▶ PROBLEM DESCRIPTION:
Starting at the line that holds "mod comment;", transcribe every line to the end of the data exactly; include no other lines.

▶ SUPPLIED MATERIAL:
────
//! Comment module: The data carried through the feed into lanes.

#[allow(clippy::module_inception)]
mod comment;

pub use comment::{sanitize, Comment, CommentKind, DEFAULT_COLOR};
────
▶ RESULT OF THIS EXERCISE:
mod comment;

pub use comment::{sanitize, Comment, CommentKind, DEFAULT_COLOR};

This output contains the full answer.